(Instructions for the task): Could you print the full listing below, keeping each line identical?

(Data shown):
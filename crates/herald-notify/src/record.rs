//! The notification record: the canonical unit of the feed.
//!
//! Record ids are derived deterministically from the originating entity and
//! the deadline instant, so independently racing producers (poller ticks,
//! push events redelivered after a reconnect) regenerate the same id and the
//! store/ledger can deduplicate them.

use chrono::{DateTime, Utc};
use serde::{Deserialize, Serialize};

/// Maximum characters of message content shown in a chat notification body.
pub const MAX_MESSAGE_PREVIEW: usize = 50;

/// Kind of notification record.
#[derive(Debug, Clone, Copy, PartialEq, Eq, Hash, Serialize, Deserialize)]
#[serde(rename_all = "snake_case")]
pub enum NotificationKind {
    /// A task deadline entered the alert window.
    DeadlineTask,
    /// An AI-derived task deadline entered the alert window.
    DeadlineAiTask,
    /// An incoming chat message.
    ChatMessage,
    /// A local change performed by a user (created/updated/deleted something).
    ChangeEvent,
}

impl NotificationKind {
    /// Whether this kind carries a deadline.
    pub fn is_deadline(&self) -> bool {
        matches!(self, Self::DeadlineTask | Self::DeadlineAiTask)
    }

    /// Default alert title for this kind.
    pub fn title(&self) -> &'static str {
        match self {
            Self::DeadlineTask => "Task Deadline Alert",
            Self::DeadlineAiTask => "AI Task Deadline Alert",
            Self::ChatMessage => "New Message",
            Self::ChangeEvent => "Workspace Change",
        }
    }
}

/// Opaque back-reference to the entity a record was produced from, used for
/// click-through navigation.
#[derive(Debug, Clone, PartialEq, Eq, Serialize, Deserialize)]
#[serde(rename_all = "snake_case", tag = "ref")]
pub enum SourceRef {
    /// A deadline-bearing task.
    Task { task_id: String },
    /// One item of an AI-derived task batch.
    AiTask { batch_id: String, index: usize },
    /// A chat message within a conversation.
    Chat {
        chat_id: String,
        message_id: String,
        sender: String,
    },
    /// No originating entity (e.g. change events).
    None,
}

/// A single entry of the notification feed.
#[derive(Debug, Clone, Serialize, Deserialize)]
pub struct NotificationRecord {
    /// Globally unique, deterministic id. Immutable once created.
    pub id: String,
    /// Record kind.
    pub kind: NotificationKind,
    /// Display title.
    pub title: String,
    /// Display body.
    pub message: String,
    /// Creation time (not the deadline time).
    pub timestamp: DateTime<Utc>,
    /// When the underlying item is due; deadline kinds only.
    #[serde(default, skip_serializing_if = "Option::is_none")]
    pub deadline: Option<DateTime<Utc>>,
    /// Read state; transitions false -> true only.
    pub read: bool,
    /// Presentation hint.
    pub priority: bool,
    /// Back-reference to the originating entity.
    pub source: SourceRef,
}

impl NotificationRecord {
    /// Record for a task whose deadline entered the alert window.
    pub fn deadline_task(
        task_id: &str,
        task_title: &str,
        deadline: DateTime<Utc>,
        now: DateTime<Utc>,
    ) -> Self {
        Self {
            id: format!("task_{}_{}", task_id, deadline.timestamp_millis()),
            kind: NotificationKind::DeadlineTask,
            title: NotificationKind::DeadlineTask.title().to_string(),
            message: due_in_message(task_title, deadline, now),
            timestamp: now,
            deadline: Some(deadline),
            read: false,
            priority: false,
            source: SourceRef::Task {
                task_id: task_id.to_string(),
            },
        }
    }

    /// Record for an AI-derived task item whose deadline entered the window.
    pub fn deadline_ai_task(
        batch_id: &str,
        index: usize,
        item_title: &str,
        deadline: DateTime<Utc>,
        now: DateTime<Utc>,
    ) -> Self {
        Self {
            id: format!(
                "ai_task_{}_{}_{}",
                batch_id,
                index,
                deadline.timestamp_millis()
            ),
            kind: NotificationKind::DeadlineAiTask,
            title: NotificationKind::DeadlineAiTask.title().to_string(),
            message: due_in_message(item_title, deadline, now),
            timestamp: now,
            deadline: Some(deadline),
            read: false,
            priority: false,
            source: SourceRef::AiTask {
                batch_id: batch_id.to_string(),
                index,
            },
        }
    }

    /// Record for an incoming chat message.
    pub fn chat_message(
        chat_id: &str,
        message_id: &str,
        sender: &str,
        sender_name: &str,
        content: &str,
        timestamp: DateTime<Utc>,
    ) -> Self {
        Self {
            id: format!("message_{message_id}"),
            kind: NotificationKind::ChatMessage,
            title: format!("New message from {sender_name}"),
            message: truncate_preview(content),
            timestamp,
            deadline: None,
            read: false,
            priority: false,
            source: SourceRef::Chat {
                chat_id: chat_id.to_string(),
                message_id: message_id.to_string(),
                sender: sender.to_string(),
            },
        }
    }

    /// Record for a local workspace change.
    pub fn change_event(
        actor: &str,
        action: &str,
        item_kind: &str,
        item_name: &str,
        details: &str,
        now: DateTime<Utc>,
    ) -> Self {
        let message = if details.is_empty() {
            format!("{actor} {action} {item_kind}: {item_name}")
        } else {
            format!("{actor} {action} {item_kind}: {item_name} - {details}")
        };

        Self {
            id: format!("change_{}_{}", item_name, now.timestamp_millis()),
            kind: NotificationKind::ChangeEvent,
            title: format!("{action} {item_kind}"),
            message,
            timestamp: now,
            deadline: None,
            read: false,
            priority: false,
            source: SourceRef::None,
        }
    }

    /// Conversation id for chat records.
    pub fn chat_id(&self) -> Option<&str> {
        match &self.source {
            SourceRef::Chat { chat_id, .. } => Some(chat_id),
            _ => None,
        }
    }

    /// Sender identifier for chat records.
    pub fn chat_sender(&self) -> Option<&str> {
        match &self.source {
            SourceRef::Chat { sender, .. } => Some(sender),
            _ => None,
        }
    }
}

/// `"<title>" is due in N minutes`, N rounded up.
fn due_in_message(title: &str, deadline: DateTime<Utc>, now: DateTime<Utc>) -> String {
    let minutes = minutes_until(now, deadline);
    format!("\"{title}\" is due in {minutes} minutes")
}

/// Whole minutes until `deadline`, rounded up. Callers only pass future
/// deadlines; a past deadline clamps to zero.
pub fn minutes_until(now: DateTime<Utc>, deadline: DateTime<Utc>) -> i64 {
    let secs = (deadline - now).num_seconds().max(0);
    (secs as u64).div_ceil(60) as i64
}

/// Truncate chat content to the preview length, appending an ellipsis.
pub fn truncate_preview(content: &str) -> String {
    if content.chars().count() <= MAX_MESSAGE_PREVIEW {
        return content.to_string();
    }
    let truncated: String = content.chars().take(MAX_MESSAGE_PREVIEW).collect();
    format!("{truncated}...")
}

(Final answer):
filename crates/herald-notify/src/record.rs
//! The notification record: the canonical unit of the feed.
//!
//! Record ids are derived deterministically from the originating entity and
//! the deadline instant, so independently racing producers (poller ticks,
//! push events redelivered after a reconnect) regenerate the same id and the
//! store/ledger can deduplicate them.

use chrono::{DateTime, Utc};
use serde::{Deserialize, Serialize};

/// Maximum characters of message content shown in a chat notification body.
pub const MAX_MESSAGE_PREVIEW: usize = 50;

/// Kind of notification record.
#[derive(Debug, Clone, Copy, PartialEq, Eq, Hash, Serialize, Deserialize)]
#[serde(rename_all = "snake_case")]
pub enum NotificationKind {
    /// A task deadline entered the alert window.
    DeadlineTask,
    /// An AI-derived task deadline entered the alert window.
    DeadlineAiTask,
    /// An incoming chat message.
    ChatMessage,
    /// A local change performed by a user (created/updated/deleted something).
    ChangeEvent,
}

impl NotificationKind {
    /// Whether this kind carries a deadline.
    pub fn is_deadline(&self) -> bool {
        matches!(self, Self::DeadlineTask | Self::DeadlineAiTask)
    }

    /// Default alert title for this kind.
    pub fn title(&self) -> &'static str {
        match self {
            Self::DeadlineTask => "Task Deadline Alert",
            Self::DeadlineAiTask => "AI Task Deadline Alert",
            Self::ChatMessage => "New Message",
            Self::ChangeEvent => "Workspace Change",
        }
    }
}

/// Opaque back-reference to the entity a record was produced from, used for
/// click-through navigation.
#[derive(Debug, Clone, PartialEq, Eq, Serialize, Deserialize)]
#[serde(rename_all = "snake_case", tag = "ref")]
pub enum SourceRef {
    /// A deadline-bearing task.
    Task { task_id: String },
    /// One item of an AI-derived task batch.
    AiTask { batch_id: String, index: usize },
    /// A chat message within a conversation.
    Chat {
        chat_id: String,
        message_id: String,
        sender: String,
    },
    /// No originating entity (e.g. change events).
    None,
}

/// A single entry of the notification feed.
#[derive(Debug, Clone, Serialize, Deserialize)]
pub struct NotificationRecord {
    /// Globally unique, deterministic id. Immutable once created.
    pub id: String,
    /// Record kind.
    pub kind: NotificationKind,
    /// Display title.
    pub title: String,
    /// Display body.
    pub message: String,
    /// Creation time (not the deadline time).
    pub timestamp: DateTime<Utc>,
    /// When the underlying item is due; deadline kinds only.
    #[serde(default, skip_serializing_if = "Option::is_none")]
    pub deadline: Option<DateTime<Utc>>,
    /// Read state; transitions false -> true only.
    pub read: bool,
    /// Presentation hint.
    pub priority: bool,
    /// Back-reference to the originating entity.
    pub source: SourceRef,
}

impl NotificationRecord {
    /// Record for a task whose deadline entered the alert window.
    pub fn deadline_task(
        task_id: &str,
        task_title: &str,
        deadline: DateTime<Utc>,
        now: DateTime<Utc>,
    ) -> Self {
        Self {
            id: format!("task_{}_{}", task_id, deadline.timestamp_millis()),
            kind: NotificationKind::DeadlineTask,
            title: NotificationKind::DeadlineTask.title().to_string(),
            message: due_in_message(task_title, deadline, now),
            timestamp: now,
            deadline: Some(deadline),
            read: false,
            priority: false,
            source: SourceRef::Task {
                task_id: task_id.to_string(),
            },
        }
    }

    /// Record for an AI-derived task item whose deadline entered the window.
    pub fn deadline_ai_task(
        batch_id: &str,
        index: usize,
        item_title: &str,
        deadline: DateTime<Utc>,
        now: DateTime<Utc>,
    ) -> Self {
        Self {
            id: format!(
                "ai_task_{}_{}_{}",
                batch_id,
                index,
                deadline.timestamp_millis()
            ),
            kind: NotificationKind::DeadlineAiTask,
            title: NotificationKind::DeadlineAiTask.title().to_string(),
            message: due_in_message(item_title, deadline, now),
            timestamp: now,
            deadline: Some(deadline),
            read: false,
            priority: false,
            source: SourceRef::AiTask {
                batch_id: batch_id.to_string(),
                index,
            },
        }
    }

    /// Record for an incoming chat message.
    pub fn chat_message(
        chat_id: &str,
        message_id: &str,
        sender: &str,
        sender_name: &str,
        content: &str,
        timestamp: DateTime<Utc>,
    ) -> Self {
        Self {
            id: format!("message_{message_id}"),
            kind: NotificationKind::ChatMessage,
            title: format!("New message from {sender_name}"),
            message: truncate_preview(content),
            timestamp,
            deadline: None,
            read: false,
            priority: false,
            source: SourceRef::Chat {
                chat_id: chat_id.to_string(),
                message_id: message_id.to_string(),
                sender: sender.to_string(),
            },
        }
    }

    /// Record for a local workspace change.
    pub fn change_event(
        actor: &str,
        action: &str,
        item_kind: &str,
        item_name: &str,
        details: &str,
        now: DateTime<Utc>,
    ) -> Self {
        let message = if details.is_empty() {
            format!("{actor} {action} {item_kind}: {item_name}")
        } else {
            format!("{actor} {action} {item_kind}: {item_name} - {details}")
        };

        Self {
            id: format!("change_{}_{}", item_name, now.timestamp_millis()),
            kind: NotificationKind::ChangeEvent,
            title: format!("{action} {item_kind}"),
            message,
            timestamp: now,
            deadline: None,
            read: false,
            priority: false,
            source: SourceRef::None,
        }
    }

    /// Conversation id for chat records.
    pub fn chat_id(&self) -> Option<&str> {
        match &self.source {
            SourceRef::Chat { chat_id, .. } => Some(chat_id),
            _ => None,
        }
    }

    /// Sender identifier for chat records.
    pub fn chat_sender(&self) -> Option<&str> {
        match &self.source {
            SourceRef::Chat { sender, .. } => Some(sender),
            _ => None,
        }
    }
}

/// `"<title>" is due in N minutes`, N rounded up.
fn due_in_message(title: &str, deadline: DateTime<Utc>, now: DateTime<Utc>) -> String {
    let minutes = minutes_until(now, deadline);
    format!("\"{title}\" is due in {minutes} minutes")
}

/// Whole minutes until `deadline`, rounded up. Callers only pass future
/// deadlines; a past deadline clamps to zero.
pub fn minutes_until(now: DateTime<Utc>, deadline: DateTime<Utc>) -> i64 {
    let secs = (deadline - now).num_seconds().max(0);
    (secs as u64).div_ceil(60) as i64
}

/// Truncate chat content to the preview length, appending an ellipsis.
pub fn truncate_preview(content: &str) -> String {
    if content.chars().count() <= MAX_MESSAGE_PREVIEW {
        return content.to_string();
    }
    let truncated: String = content.chars().take(MAX_MESSAGE_PREVIEW).collect();
    format!("{truncated}...")
}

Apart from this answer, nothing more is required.